Размышляя о Малыше еще до знакомства с ним, Стась думает: «Между прочим, откуда я взял, что его воспитали разумные существа? Мимикрия, фантомы, звукоподражания… и стертый бортжурнал».
Во время слежения за Комовым, когда он идет на первый контакт с Малышом, Майке Авторы хотели приписать еще такую реплику, но позже отказались от этого: «Есть люди, — произнес вдруг Майка, — которым счастья искать не надо. — Она ткнула, пальцем по изображению Комова на экране. — Человек десять лет развивает свои теории, не имея никаких шансов и даже надеясь опробовать их когда-либо на практике». Во время это же слежения разговор об обеде имеет продолжение:
Я поднялся.
— Пойду готовить. Какие заказы?
— Щи и каша, — сказал Вандерхузе.
— А мне все равно, — сказал Дик с непонятным раздражением. — Чаю покрепче.
Я пошел на кухню, приготовил щи и кашу, заварил чай, нашел каталку-столик и доставил все в рубку. Мы поели, почти не отрывая глаз от экрана. Потом я все убрал. А тем времен совсем смерклось. Дик попросил разрешения включить прожектора, но Тендер не разрешил — кто его знает, какая у этого парня чувствительность на тепло, а может быть, он даже видит инфрасвет. «Только пассивные средства, — заключил Тендер. — Никаких прожекторов, никаких локаторов. Попробуйте обойтись инфраоптикой». Дик попробовал. Экраны стали темными, тусклым сиянием расплывалось горячее пятно болота, а на фоне этого сияния — яркая точка, доха Тендера с электроподогревом.
— Этак мы ничего не увидим, — проворчал Дик и снова переключил экраны на видимый диапазон.
— Ничего, — сказал Вандерхузе. — Пока видно, а потом начнутся сполохи…
— Парень должен быть хорошо виден в инфралучах, — сказал я.
— Парень, может быть, спит себе спокойно в какой-нибудь пещере, — сердито сказал Дик, — и думать о нас забыл.
— Яков, — сказал я. — Спросите у Тендера, может быть, запустить сторож-разведчик? У него чувствительность знаете какая…
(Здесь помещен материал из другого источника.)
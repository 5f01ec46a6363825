//! Shared SSE streaming infrastructure for all provider adapters.
//!
//! Every provider follows the same pattern: receive a `reqwest::Response`,
//! buffer chunks, split on `\n\n`, extract `data:` payloads, and feed each
//! payload to a provider-specific parser that returns `Vec<Result<StreamEvent>>`.
//!
//! This module extracts that shared logic into two functions:
//! - [`drain_data_lines`] -- pull complete `data:` payloads from an SSE buffer
//! - [`sse_response_stream`] -- build a `BoxStream` from a response + parser closure

use crate::util::from_reqwest;
use rsa_domain::error::Result;
use rsa_domain::stream::{BoxStream, StreamEvent};

/// Extract complete `data:` payloads from an SSE buffer.
///
/// SSE events are delimited by `\n\n`.  Each event block may contain
/// `event:`, `data:`, `id:`, or `retry:` lines.  We only care about
/// `data:` lines.
///
/// The buffer is drained in-place: consumed bytes are removed and any
/// trailing partial event remains for the next call.
pub(crate) fn drain_data_lines(buffer: &mut String) -> Vec<String> {
    let mut data_lines = Vec::new();

    while let Some(pos) = buffer.find("\n\n") {
        let block: String = buffer.drain(..pos).collect();
        buffer.drain(..2); // remove the \n\n delimiter

        for line in block.lines() {
            let line = line.trim();
            if let Some(data) = line.strip_prefix("data:") {
                let data = data.trim();
                if !data.is_empty() {
                    data_lines.push(data.to_string());
                }
            }
        }
    }

    data_lines
}

/// Build a [`BoxStream`] from an SSE `reqwest::Response` and a provider-specific
/// parser closure.
///
/// The closure receives each `data:` payload string and returns zero or more
/// stream events.  It is `FnMut` (not `Fn`) because some providers (Anthropic)
/// need mutable state across calls (e.g. `StreamState` for tool-call assembly).
///
/// The stream automatically:
/// 1. Buffers incoming chunks and drains complete SSE events
/// 2. Flushes the remaining buffer when the response body closes
/// 3. Emits a fallback `Done` event if the parser never produced one
pub(crate) fn sse_response_stream<F>(
    response: reqwest::Response,
    mut parse_data: F,
) -> BoxStream<'static, Result<StreamEvent>>
where
    F: FnMut(&str) -> Vec<Result<StreamEvent>> + Send + 'static,
{
    let stream = async_stream::stream! {
        let mut response = response;
        let mut buffer = String::new();
        let mut done_emitted = false;

        loop {
            match response.chunk().await {
                Ok(Some(bytes)) => {
                    buffer.push_str(&String::from_utf8_lossy(&bytes));

                    let data_lines = drain_data_lines(&mut buffer);
                    for data in data_lines {
                        let events = parse_data(&data);
                        for event in events {
                            if matches!(&event, Ok(StreamEvent::Done { .. })) {
                                done_emitted = true;
                            }
                            yield event;
                        }
                    }
                }
                Ok(None) => {
                    // Stream ended -- flush any remaining partial event.
                    if !buffer.trim().is_empty() {
                        buffer.push_str("\n\n");
                        let data_lines = drain_data_lines(&mut buffer);
                        for data in data_lines {
                            let events = parse_data(&data);
                            for event in events {
                                if matches!(&event, Ok(StreamEvent::Done { .. })) {
                                    done_emitted = true;
                                }
                                yield event;
                            }
                        }
                    }
                    break;
                }
                Err(e) => {
                    yield Err(from_reqwest(e));
                    break;
                }
            }
        }

        if !done_emitted {
            yield Ok(StreamEvent::Done {
                usage: None,
                finish_reason: Some("stop".into()),
            });
        }
    };

    Box::pin(stream)
}

// ━━━━━━━━━━━━━━━━━━━━━━━━━━━━━━━━━━━━━━━━━━━━━━━━━━━━━━━━━━━━━━━━━━
// Tests
// ━━━━━━━━━━━━━━━━━━━━━━━━━━━━━━━━━━━━━━━━━━━━━━━━━━━━━━━━━━━━━━━━━━

#[cfg(test)]
mod tests {
    use super::*;

    #[test]
    fn drain_single_complete_event() {
        let mut buf = String::from("event: message\ndata: {\"hello\":\"world\"}\n\n");
        let lines = drain_data_lines(&mut buf);
        assert_eq!(lines, vec!["{\"hello\":\"world\"}"]);
        assert!(buf.is_empty());
    }

    #[test]
    fn drain_multiple_events() {
        let mut buf = String::from("data: first\n\ndata: second\n\n");
        let lines = drain_data_lines(&mut buf);
        assert_eq!(lines, vec!["first", "second"]);
        assert!(buf.is_empty());
    }

    #[test]
    fn drain_partial_event_stays_in_buffer() {
        let mut buf = String::from("data: complete\n\ndata: partial");
        let lines = drain_data_lines(&mut buf);
        assert_eq!(lines, vec!["complete"]);
        assert_eq!(buf, "data: partial");
    }

    #[test]
    fn drain_empty_buffer() {
        let mut buf = String::new();
        let lines = drain_data_lines(&mut buf);
        assert!(lines.is_empty());
        assert!(buf.is_empty());
    }

    #[test]
    fn drain_skips_empty_data_lines() {
        let mut buf = String::from("data: \n\n");
        let lines = drain_data_lines(&mut buf);
        assert!(lines.is_empty());
        assert!(buf.is_empty());
    }

    #[test]
    fn drain_ignores_non_data_lines() {
        let mut buf = String::from("event: ping\nid: 42\nretry: 5000\ndata: payload\n\n");
        let lines = drain_data_lines(&mut buf);
        assert_eq!(lines, vec!["payload"]);
        assert!(buf.is_empty());
    }

    #[test]
    fn drain_done_sentinel_preserved() {
        let mut buf = String::from("data: [DONE]\n\n");
        let lines = drain_data_lines(&mut buf);
        assert_eq!(lines, vec!["[DONE]"]);
        assert!(buf.is_empty());
    }

    #[test]
    fn drain_handles_whitespace_after_data_prefix() {
        let mut buf = String::from("data:   {\"key\":\"val\"}  \n\n");
        let lines = drain_data_lines(&mut buf);
        assert_eq!(lines, vec!["{\"key\":\"val\"}"]);
    }

    #[test]
    fn drain_incremental_buffering() {
        let mut buf = String::from("data: chunk1");
        let lines = drain_data_lines(&mut buf);
        assert!(lines.is_empty());
        assert_eq!(buf, "data: chunk1");

        // Append rest of event
        buf.push_str("\n\ndata: chunk2\n\n");
        let lines = drain_data_lines(&mut buf);
        assert_eq!(lines, vec!["chunk1", "chunk2"]);
        assert!(buf.is_empty());
    }
}
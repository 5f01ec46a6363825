pub mod anthropic;
pub mod credit;
pub mod llm_text;
pub mod openai_compat;
pub mod rag;
pub mod registry;
pub mod remote_job;
pub mod session_remote;
pub mod traits;
pub(crate) mod sse;
pub(crate) mod util;

// Re-exports for convenience.
pub use credit::{CreditClient, HttpCreditClient};
pub use llm_text::generate_response;
pub use rag::{HttpRagClient, RagClient, RagSnippet};
pub use registry::ProviderRegistry;
pub use remote_job::{HttpRemoteJobClient, RemoteJobClient};
pub use session_remote::RemoteSessionClient;
pub use traits::{ChatRequest, ChatResponse, EmbeddingsRequest, EmbeddingsResponse, LlmProvider};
Пытаясь рассмотреть Малыша на экране, Вандерхузе замечает: «…лицо у него, насколько можно различить, неподвижное… Между прочим, анатомия у него не наша, Геннадий. Точнее, не совсем наша…» Стась же в это время мысленно описывает то, что видит: «…тощая фигурка, длинная тонкая шея, встрепанные волосы».